Cooperative Governance Minister Nkosazana Dlamini-Zuma has told the National Coronavirus Command Council (NCCC) that the sale of tobacco and alcohol should continue to be banned until the country reaches Level 1 of the lockdown.
News24 was reliably told that Dlamini-Zuma was supported by Home Affairs Minister Aaron Motsoaledi when she told the NCCC this week that she believed it would be too much of a health risk to allow the sale of cigarettes and alcohol on 1 June when the country is expected to go to Level 3 of the nationwide lockdown.
This prompted a debate in the meeting, chaired by President Cyril Ramaphosa, with no resolution on the matter.
A high-ranking insider with intimate knowledge of the meeting said Dlamini-Zuma had come prepared with academic papers that argued against the sale of tobacco and alcohol during the Covid-19 pandemic, citing health risks.
President Cyril Ramaphosa has rubbished claims that there is any agenda from government in the banning of tobacco products during the Covid-19 Level 4 national lockdown.
This is despite an agreement that government would lift the restrictions on the sale of tobacco under Level 3.
Those who opposed the proposal led by Dlamini-Zuma argued that a pandemic was not the time to make policy decisions, as both the tobacco and alcohol industries were not banned – they were simply regulated.
‘There is no finality’
A reliable insider said that even Health Minister Zweli Mkhize, who initially supported the ban, seemed to have come to terms with the fact that cigarettes and alcohol should be allowed with strict conditions under Level 3.
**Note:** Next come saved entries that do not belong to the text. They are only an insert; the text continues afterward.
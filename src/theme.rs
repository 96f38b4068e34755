//! Resolved appearance state.
//!
//! Holds the persisted preference together with the platform dark-mode
//! signal and resolves the effective mode. Constructed once at startup and
//! passed where needed; there is no global theme.

use anyhow::Result;

use crate::settings::{AppearancePreference, AppearanceStore};

/// Terminals have no appearance API, so the platform signal is an
/// environment knob. Unset means light.
pub const SYSTEM_DARK_ENV: &str = "MOODRS_SYSTEM_DARK";

pub struct ThemeContext {
    store: AppearanceStore,
    preference: AppearancePreference,
    system_dark: bool,
}

impl ThemeContext {
    pub fn new(store: AppearanceStore, system_dark: bool) -> Self {
        let preference = store.load();
        Self {
            store,
            preference,
            system_dark,
        }
    }

    pub fn preference(&self) -> AppearancePreference {
        self.preference
    }

    /// `dark` always wins, `light` always loses, `system` follows the
    /// platform signal.
    pub fn is_dark(&self) -> bool {
        match self.preference {
            AppearancePreference::Dark => true,
            AppearancePreference::Light => false,
            AppearancePreference::System => self.system_dark,
        }
    }

    /// Persist a new preference and apply it in place.
    pub fn set_preference(&mut self, preference: AppearancePreference) -> Result<()> {
        self.store.save(preference)?;
        self.preference = preference;
        Ok(())
    }

    /// Counterpart of a platform appearance-change event.
    pub fn set_system_dark(&mut self, dark: bool) {
        self.system_dark = dark;
    }
}

pub fn detect_system_dark() -> bool {
    std::env::var(SYSTEM_DARK_ENV)
        .map(|v| v == "1" || v.eq_ignore_ascii_case("true"))
        .unwrap_or(false)
}

#[cfg(test)]
mod tests {
    use super::*;
    use once_cell::sync::Lazy;
    use std::sync::Mutex;

    static ENV_LOCK: Lazy<Mutex<()>> = Lazy::new(|| Mutex::new(()));

    #[test]
    fn preference_resolution_matrix() {
        let dir = tempfile::tempdir().expect("tmp");
        let mut theme = ThemeContext::new(AppearanceStore::new(dir.path()), false);
        assert_eq!(theme.preference(), AppearancePreference::System);
        assert!(!theme.is_dark());

        theme.set_system_dark(true);
        assert!(theme.is_dark());

        theme.set_preference(AppearancePreference::Light).expect("set");
        assert!(!theme.is_dark());

        theme.set_preference(AppearancePreference::Dark).expect("set");
        theme.set_system_dark(false);
        assert!(theme.is_dark());
    }

    #[test]
    fn set_preference_persists_across_contexts() {
        let dir = tempfile::tempdir().expect("tmp");
        let mut theme = ThemeContext::new(AppearanceStore::new(dir.path()), false);
        theme.set_preference(AppearancePreference::Dark).expect("set");

        let fresh = ThemeContext::new(AppearanceStore::new(dir.path()), false);
        assert_eq!(fresh.preference(), AppearancePreference::Dark);
        assert!(fresh.is_dark());
    }

    #[test]
    fn system_signal_reads_from_the_environment() {
        let _guard = ENV_LOCK.lock().unwrap();
        // SAFETY: guarded by ENV_LOCK to avoid concurrent env mutations in tests.
        unsafe { std::env::remove_var(SYSTEM_DARK_ENV) };
        assert!(!detect_system_dark());

        // SAFETY: guarded by ENV_LOCK to avoid concurrent env mutations in tests.
        unsafe { std::env::set_var(SYSTEM_DARK_ENV, "1") };
        assert!(detect_system_dark());

        // SAFETY: guarded by ENV_LOCK to avoid concurrent env mutations in tests.
        unsafe { std::env::set_var(SYSTEM_DARK_ENV, "TRUE") };
        assert!(detect_system_dark());

        // SAFETY: guarded by ENV_LOCK to avoid concurrent env mutations in tests.
        unsafe { std::env::set_var(SYSTEM_DARK_ENV, "no") };
        assert!(!detect_system_dark());

        // SAFETY: guarded by ENV_LOCK to avoid concurrent env mutations in tests.
        unsafe { std::env::remove_var(SYSTEM_DARK_ENV) };
    }
}
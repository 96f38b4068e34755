//! Gaia, the in-app wellness assistant.
//!
//! Builds the persona-tailored system prompt, runs one chat turn against
//! the configured provider, and persists both sides of the exchange. When
//! the AI buddy is off or the call fails, the turn still completes with a
//! canned reply so the transcript never loses a message.

use anyhow::Result;

use crate::chat::{ChatMessage, ChatStore, Role};
use crate::profile::UserProfile;
use crate::providers::{ChatProvider, Message};
use crate::settings::AiBuddySettings;

/// Reply used when the AI buddy is disabled, has no key, or the call fails.
pub const PLACEHOLDER_REPLY: &str = "I'm **Gaia**, your in-app assistant. To get real AI replies, go to **Settings → AI Buddy** and add your Ollama API key (get one at ollama.com/settings/keys).\n\nYour messages are always saved for context.";

/// Shown once at the start of an empty conversation.
pub const MEDICAL_DISCLAIMER: &str = "I'm not a medical advisor. Any advice I give is for general wellness only—please recheck and validate anything important. If you're experiencing any health or mental health issues, please seek professional medical assistance.";

/// Persona-tailored system prompt. Every persona line appears only when
/// the profile carries that field.
pub fn system_prompt(profile: Option<&UserProfile>) -> String {
    let mut lines: Vec<String> = vec![
        "You are Gaia, the MegaMood in-app wellness assistant. Be supportive, warm, and concise."
            .to_string(),
        String::new(),
        "## Persona (use this to tailor your replies)".to_string(),
    ];
    match profile {
        Some(user) => {
            let called = if !user.preferred_username.trim().is_empty() {
                user.preferred_username.as_str()
            } else if !user.name.trim().is_empty() {
                user.name.as_str()
            } else {
                "the user"
            };
            lines.push(format!("- The user prefers to be called: {called}."));
            if !user.lifestyle_goals.is_empty() {
                lines.push(format!(
                    "- Their lifestyle goals: {}.",
                    user.lifestyle_goals.join(", ")
                ));
            }
            if let Some(gender) = &user.gender {
                lines.push(format!("- Gender: {gender}."));
            }
            if let Some(race) = &user.race {
                lines.push(format!("- Race/ethnicity: {race}."));
            }
            if let Some(country) = &user.country {
                lines.push(format!("- Country/region: {country}."));
            }
            if let Some(diet) = &user.diet {
                lines.push(format!("- Diet: {diet}."));
            }
            lines.push(
                "- Offer advice and suggestions that are relevant to their goals and context."
                    .to_string(),
            );
        }
        None => {
            lines.push(
                "- No persona details are available; keep replies general and friendly."
                    .to_string(),
            );
        }
    }
    lines.extend(
        [
            "",
            "## Important rules",
            "- You are NOT a medical professional. Do not give medical diagnoses, prescribe, or replace doctors.",
            "- If the user mentions health problems, mental health struggles, or symptoms, encourage them to see a doctor or qualified professional.",
            "- Frame any wellness or lifestyle advice as general support only; remind them to validate important decisions with qualified professionals when needed.",
            "- At the start of a new conversation you may briefly remind them you are not a medical advisor and that they should seek professional care if they have health concerns.",
            "",
            "## Formatting rules",
            "- Do NOT use tables. Use bullet points or numbered lists instead.",
            "- Do NOT use emojis.",
            "- Use bullet points (- or *) to organize information clearly.",
            "- Keep responses concise and easy to read on mobile.",
        ]
        .map(str::to_string),
    );
    lines.join("\n")
}

/// One chat turn: persist the user message, get a reply, persist that too.
/// The transcript is rewritten after each side of the exchange, so even a
/// turn that dies mid-way keeps the user's message. The provider sees the
/// system prompt plus the full transcript including the new message.
/// Returns the stored assistant message.
pub async fn run_turn(
    chat: &ChatStore,
    profile: Option<&UserProfile>,
    settings: &AiBuddySettings,
    provider: &dyn ChatProvider,
    input: &str,
) -> Result<ChatMessage> {
    let text = input.trim();
    if text.is_empty() {
        anyhow::bail!("message cannot be empty");
    }
    let mut messages = chat.load();
    messages.push(ChatMessage::new(Role::User, text));
    chat.save(&messages)?;

    let reply = if settings.ready() {
        let mut wire = Vec::with_capacity(messages.len() + 1);
        wire.push(Message::system(system_prompt(profile)));
        wire.extend(messages.iter().map(|m| Message {
            role: m.role.as_str().to_string(),
            content: m.content.clone(),
        }));
        match provider.chat(&wire).await {
            Ok(content) if !content.trim().is_empty() => content.trim().to_string(),
            Ok(_) => PLACEHOLDER_REPLY.to_string(),
            Err(err) => {
                tracing::warn!("assistant call failed: {err}");
                PLACEHOLDER_REPLY.to_string()
            }
        }
    } else {
        PLACEHOLDER_REPLY.to_string()
    };

    let assistant = ChatMessage::new(Role::Assistant, reply);
    messages.push(assistant.clone());
    chat.save(&messages)?;
    Ok(assistant)
}

#[cfg(test)]
mod tests {
    use super::*;
    use async_trait::async_trait;
    use parking_lot::Mutex;
    use std::sync::atomic::{AtomicUsize, Ordering};

    enum Script {
        Reply(&'static str),
        Fail,
    }

    struct ScriptedProvider {
        script: Script,
        calls: AtomicUsize,
        seen: Mutex<Vec<Message>>,
    }

    impl ScriptedProvider {
        fn new(script: Script) -> Self {
            Self {
                script,
                calls: AtomicUsize::new(0),
                seen: Mutex::new(Vec::new()),
            }
        }
    }

    #[async_trait]
    impl ChatProvider for ScriptedProvider {
        async fn chat(&self, messages: &[Message]) -> Result<String> {
            self.calls.fetch_add(1, Ordering::SeqCst);
            *self.seen.lock() = messages.to_vec();
            match self.script {
                Script::Reply(text) => Ok(text.to_string()),
                Script::Fail => anyhow::bail!("scripted failure"),
            }
        }
    }

    fn full_profile() -> UserProfile {
        UserProfile {
            name: "Thandi".to_string(),
            surname: "Mokoena".to_string(),
            preferred_username: "Thandi".to_string(),
            lifestyle_goals: vec!["Fitness".to_string(), "Sleep".to_string()],
            date_of_birth: "1992-06-14".to_string(),
            gender: Some("Female".to_string()),
            race: None,
            country: Some("South Africa".to_string()),
            diet: Some("Vegetarian".to_string()),
            weight: None,
            height: None,
            completed_at: None,
        }
    }

    fn ready_settings() -> AiBuddySettings {
        AiBuddySettings {
            enabled: true,
            api_key: "key".to_string(),
            base_url: "https://ollama.com".to_string(),
            model: "gpt-oss:120b".to_string(),
        }
    }

    #[test]
    fn prompt_includes_only_present_persona_lines() {
        let prompt = system_prompt(Some(&full_profile()));
        assert!(prompt.contains("- The user prefers to be called: Thandi."));
        assert!(prompt.contains("- Their lifestyle goals: Fitness, Sleep."));
        assert!(prompt.contains("- Gender: Female."));
        assert!(prompt.contains("- Country/region: South Africa."));
        assert!(prompt.contains("- Diet: Vegetarian."));
        assert!(!prompt.contains("Race/ethnicity"));
        assert!(prompt.contains("## Important rules"));
        assert!(prompt.contains("## Formatting rules"));
    }

    #[test]
    fn prompt_without_profile_stays_general() {
        let prompt = system_prompt(None);
        assert!(prompt.contains("- No persona details are available"));
        assert!(!prompt.contains("prefers to be called"));
    }

    #[test]
    fn prompt_falls_back_to_name_then_generic() {
        let mut profile = full_profile();
        profile.preferred_username = String::new();
        assert!(system_prompt(Some(&profile)).contains("prefers to be called: Thandi."));
        profile.name = String::new();
        assert!(system_prompt(Some(&profile)).contains("prefers to be called: the user."));
    }

    #[tokio::test]
    async fn disabled_buddy_skips_the_network_and_uses_the_placeholder() {
        let dir = tempfile::tempdir().expect("tmp");
        let chat = ChatStore::new(dir.path());
        let provider = ScriptedProvider::new(Script::Reply("never sent"));

        let reply = run_turn(&chat, None, &AiBuddySettings::default(), &provider, "hi")
            .await
            .expect("turn");
        assert_eq!(reply.content, PLACEHOLDER_REPLY);
        assert_eq!(provider.calls.load(Ordering::SeqCst), 0);

        let messages = chat.load();
        assert_eq!(messages.len(), 2);
        assert_eq!(messages[0].role, Role::User);
        assert_eq!(messages[0].content, "hi");
        assert_eq!(messages[1].role, Role::Assistant);
    }

    #[tokio::test]
    async fn enabled_buddy_sends_system_plus_history_and_stores_the_reply() {
        let dir = tempfile::tempdir().expect("tmp");
        let chat = ChatStore::new(dir.path());
        chat.save(&[
            ChatMessage::new(Role::User, "earlier question"),
            ChatMessage::new(Role::Assistant, "earlier answer"),
        ])
        .expect("seed");
        let provider = ScriptedProvider::new(Script::Reply("  fresh reply  "));

        let reply = run_turn(
            &chat,
            Some(&full_profile()),
            &ready_settings(),
            &provider,
            "what next?",
        )
        .await
        .expect("turn");
        assert_eq!(reply.content, "fresh reply");
        assert_eq!(provider.calls.load(Ordering::SeqCst), 1);

        let seen = provider.seen.lock();
        assert_eq!(seen[0].role, "system");
        assert!(seen[0].content.contains("Thandi"));
        assert_eq!(seen[1].content, "earlier question");
        assert_eq!(seen[2].content, "earlier answer");
        assert_eq!(seen.last().map(|m| m.content.as_str()), Some("what next?"));

        let messages = chat.load();
        assert_eq!(messages.len(), 4);
        assert_eq!(messages[3].content, "fresh reply");
    }

    #[tokio::test]
    async fn failed_or_empty_replies_fall_back_to_the_placeholder() {
        let dir = tempfile::tempdir().expect("tmp");
        let chat = ChatStore::new(dir.path());
        let provider = ScriptedProvider::new(Script::Fail);
        let reply = run_turn(&chat, None, &ready_settings(), &provider, "hello")
            .await
            .expect("turn");
        assert_eq!(reply.content, PLACEHOLDER_REPLY);

        let provider = ScriptedProvider::new(Script::Reply("   "));
        let reply = run_turn(&chat, None, &ready_settings(), &provider, "again")
            .await
            .expect("turn");
        assert_eq!(reply.content, PLACEHOLDER_REPLY);
        assert_eq!(chat.load().len(), 4);
    }

    #[tokio::test]
    async fn blank_input_is_rejected_without_writing() {
        let dir = tempfile::tempdir().expect("tmp");
        let chat = ChatStore::new(dir.path());
        let provider = ScriptedProvider::new(Script::Reply("unused"));
        let result = run_turn(&chat, None, &ready_settings(), &provider, "   ").await;
        assert!(result.is_err());
        assert!(chat.load().is_empty());
    }
}
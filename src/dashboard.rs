//! Main-screen state composition.
//!
//! Pulls every dashboard input from its store in one pass. Each input
//! degrades independently: a failed forecast or a stale motivation cache
//! never blocks the rest of the screen.

use std::collections::BTreeSet;

use chrono::NaiveDate;

use crate::events::{self, EventOrNote};
use crate::lifecycle::Stores;
use crate::planner::PlannerItem;
use crate::profile::UserProfile;
use crate::records;
use crate::weather::{self, WeatherClient, WeatherForecast};

pub struct DashboardState {
    pub greeting: String,
    /// Today's date key, `YYYY-MM-DD`.
    pub today: String,
    /// Cached motivation text. `None` when opted out or the cache is stale;
    /// generation is a separate, explicit step.
    pub motivation: Option<String>,
    /// Events for today and tomorrow, today's first.
    pub upcoming_events: Vec<EventOrNote>,
    pub upcoming_summary: Option<String>,
    pub todays_items: Vec<EventOrNote>,
    pub todays_planner: Vec<PlannerItem>,
    /// Date keys that get a calendar dot.
    pub calendar_dots: BTreeSet<String>,
    /// `None` when weather is off or the fetch failed.
    pub forecast: Option<WeatherForecast>,
}

pub async fn gather(
    stores: &Stores,
    weather_client: &WeatherClient,
    profile: &UserProfile,
    motivation_opt_in: bool,
    today: NaiveDate,
) -> DashboardState {
    let today_key = records::date_key(today);

    let motivation = if motivation_opt_in {
        stores.motivation.cached_for(&today_key)
    } else {
        None
    };

    let upcoming_events = stores.events.upcoming(today);
    let upcoming_summary = events::upcoming_summary(&upcoming_events, &today_key);

    let location = stores.weather_location.load();
    let forecast = if location.weather_enabled {
        let (latitude, longitude) = if location.has_coordinates() {
            (location.latitude, location.longitude)
        } else {
            (weather::DEFAULT_LATITUDE, weather::DEFAULT_LONGITUDE)
        };
        match weather_client.forecast(latitude, longitude).await {
            Ok(forecast) => Some(forecast),
            Err(err) => {
                tracing::warn!("dashboard weather unavailable: {err}");
                None
            }
        }
    } else {
        None
    };

    let todays_items = stores.events.for_date(&today_key);
    let todays_planner = stores.planner.for_date(&today_key);
    let calendar_dots = stores.events.dates_with_items();

    DashboardState {
        greeting: format!("Hi, {}", profile.preferred_username),
        today: today_key,
        motivation,
        upcoming_events,
        upcoming_summary,
        todays_items,
        todays_planner,
        calendar_dots,
        forecast,
    }
}
//! Output rendering and formatting

use comfy_table::{presets::UTF8_FULL, Attribute, Cell, ContentArrangement, Table};
use console::{Style, Term};
use pkbridge_config::Config;
use pkbridge_events::{EventMessage, JobEvent};
use std::io;
use std::path::Path;

/// Output renderer for the report stream
#[derive(Clone)]
pub struct OutputRenderer {
    /// Use JSON output format
    json_output: bool,
    /// Terminal instance
    term: Term,
}

impl OutputRenderer {
    /// Create new output renderer
    pub fn new(json_output: bool) -> Self {
        Self {
            json_output,
            term: Term::stdout(),
        }
    }

    /// Render one report, one JSON object per line in JSON mode
    pub fn render_event(&self, message: &EventMessage) -> io::Result<()> {
        if self.json_output {
            let json = serde_json::to_string(message).map_err(io::Error::other)?;
            return self.term.write_line(&json);
        }

        let bold = Style::new().bold();
        match &message.event {
            JobEvent::StatusChanged { status } => {
                self.term
                    .write_line(&format!("{} {status}", Style::new().cyan().bold().apply_to("==>")))
            }
            JobEvent::Percentage { percent } => self.term.write_line(&format!("    {percent:>3}%")),
            JobEvent::Package {
                package_id, info, ..
            } => self
                .term
                .write_line(&format!("  {:<11} {package_id}", bold.apply_to(info))),
            JobEvent::Message { text } => {
                for line in render_markup(text).lines() {
                    self.term.write_line(&format!("  | {line}"))?;
                }
                Ok(())
            }
            JobEvent::Files { package_id, files } => {
                self.term.write_line(&format!("  files of {package_id}:"))?;
                for file in files.split(';') {
                    self.term.write_line(&format!("    {file}"))?;
                }
                Ok(())
            }
            JobEvent::Error { kind, failure } => {
                let red = Style::new().red().bold();
                self.term
                    .write_line(&format!("{} {kind}: {}", red.apply_to("error:"), failure.message))?;
                if let Some(hint) = &failure.hint {
                    self.term.write_line(&format!("  hint: {hint}"))?;
                }
                Ok(())
            }
            JobEvent::Finished { success } => {
                let (style, text) = if *success {
                    (Style::new().green().bold(), "finished")
                } else {
                    (Style::new().yellow().bold(), "finished without success")
                };
                self.term.write_line(&style.apply_to(text).to_string())
            }
            JobEvent::SubPercentage { .. } | JobEvent::AllowCancel { .. } => Ok(()),
        }
    }

    /// Show the effective configuration
    pub fn render_config(&self, config: &Config, source: Option<&Path>) -> io::Result<()> {
        if self.json_output {
            let json = serde_json::json!({
                "valid": true,
                "source": source.map(|path| path.display().to_string()),
                "config": config,
            });
            let text = serde_json::to_string_pretty(&json).map_err(io::Error::other)?;
            return self.term.write_line(&text);
        }

        let transaction = &config.transaction;
        let mut table = Table::new();
        table
            .load_preset(UTF8_FULL)
            .set_content_arrangement(ContentArrangement::Dynamic)
            .set_header(vec![
                Cell::new("Setting").add_attribute(Attribute::Bold),
                Cell::new("Value").add_attribute(Attribute::Bold),
            ]);
        table.add_row(vec![
            "source".to_string(),
            source.map_or_else(|| "defaults".to_string(), |p| p.display().to_string()),
        ]);
        table.add_row(vec!["log_level".to_string(), config.general.log_level.clone()]);
        table.add_row(vec![
            "xfer_command".to_string(),
            transaction
                .xfer_command
                .clone()
                .unwrap_or_else(|| "(built-in)".to_string()),
        ]);
        table.add_row(vec!["use_delta".to_string(), transaction.use_delta.to_string()]);
        table.add_row(vec![
            "hold_packages".to_string(),
            transaction.hold_packages.join(" "),
        ]);
        table.add_row(vec![
            "log_file".to_string(),
            transaction.log_file.display().to_string(),
        ]);
        table.add_row(vec![
            "cache_dir".to_string(),
            transaction.cache_dir.display().to_string(),
        ]);
        table.add_row(vec!["log_prefix".to_string(), transaction.log_prefix.clone()]);

        self.term.write_line(&table.to_string())?;
        self.term
            .write_line(&Style::new().green().apply_to("configuration is valid").to_string())
    }

    /// Report a file fetched by the external command
    pub fn render_fetched(&self, path: &Path) -> io::Result<()> {
        if self.json_output {
            let json = serde_json::json!({ "fetched": path.display().to_string() });
            return self.term.write_line(&json.to_string());
        }
        self.term.write_line(&format!("fetched {}", path.display()))
    }
}

/// Turn the `<b>NAME</b>` header of package output into terminal bold
fn render_markup(text: &str) -> String {
    let bold = Style::new().bold();
    let mut out = String::with_capacity(text.len());
    let mut rest = text;
    while let Some(start) = rest.find("<b>") {
        out.push_str(&rest[..start]);
        let after = &rest[start + 3..];
        match after.find("</b>") {
            Some(end) => {
                out.push_str(&bold.apply_to(&after[..end]).to_string());
                rest = &after[end + 4..];
            }
            None => {
                rest = after;
            }
        }
    }
    out.push_str(rest);
    out
}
There was no decision on the matter, the source said.
“The discussion goes on and on and there is no finality,” the insider said.
This is not the first time the NCCC has heard lively discussions around the ban on tobacco and alcohol. An announcement by Ramaphosa to allow the sale of those products under Level 4 was rescinded days later after vehement opposition led by Dlamini-Zuma.
The Fair Trade Independent Tobacco Association has challenged government’s decision in court, and the Presidency and Dlamini-Zuma have until next Tuesday to provide the record of the decision and the reasons why tobacco was banned in the first place.
Dlamini-Zuma’s spokesperson Mlungisi Mtshali said he could not comment on matters currently before the NCCC.
Efforts to get comment from Motsoaledi were also unsuccessful. This will be added should News24 receive it.
Hairdressers and restaurants
The NCCC has also heard arguments calling for the reopening of hairdressers and salons under Level 3.
It was argued that women, who are the majority in that industry, were at risk of losing their livelihoods.
More than 8 000 people have made inputs to government calling for the reopening of salons and hairdressers.
While the matter is still unresolved, it is understood that there seemed to be an indication that there would be “enhanced regulations” if salons were to reopen.
Another point of contention before the NCCC is the opening of restaurants under strict “protocols”.
While takeaways and drive-thrus will be open under Level 3, there is a contention that sit-down restaurants should be open.
The NCCC finally agreed that there would be limited domestic air travel under Level 3, with hotels and licenced accommodation allowed to operate to assist businesses. This too would come with strict conditions.
What is allowed
The NCCC’s members seemed to be in agreement that all manufacturing, mining, agriculture, forestry and fisheries would be opened under Level 3.
All retail would also be opened, with some restrictions. It was further agreed that the construction industry would be reopened and that all other supporting jobs would also be allowed.
The maritime industry is expected to reopen, with the exception of cruises.
Sources told News24 that there was uncertainty whether the risk-adjusted approach of having different districts in different levels would be effective in the metros around the country.
“We said people will just drive to another district for what they can’t get under Level 4,” a second source noted.
It was argued that having districts close by on different alert levels would be difficult to enforce.
Earlier this week, Gauteng Premier David Makhura said Gauteng as a whole would move to Level 3 and would not move between levels of the lockdown in a disjointed manner.
The technical support team of the NCCC, known as Natjoints, is expected to finalise this in the coming days.
Mkhize’s plan for the next phase of the government’s response to curbing the spread of Covid-19 includes a ward-based response, which will see people being employed to enforce mask wearing and social distancing, while others would screen people in wards across the country.
The NCCC is expected to meet again next Tuesday and, in the meantime, the agreed upon regulations are being finalised by the relevant departments.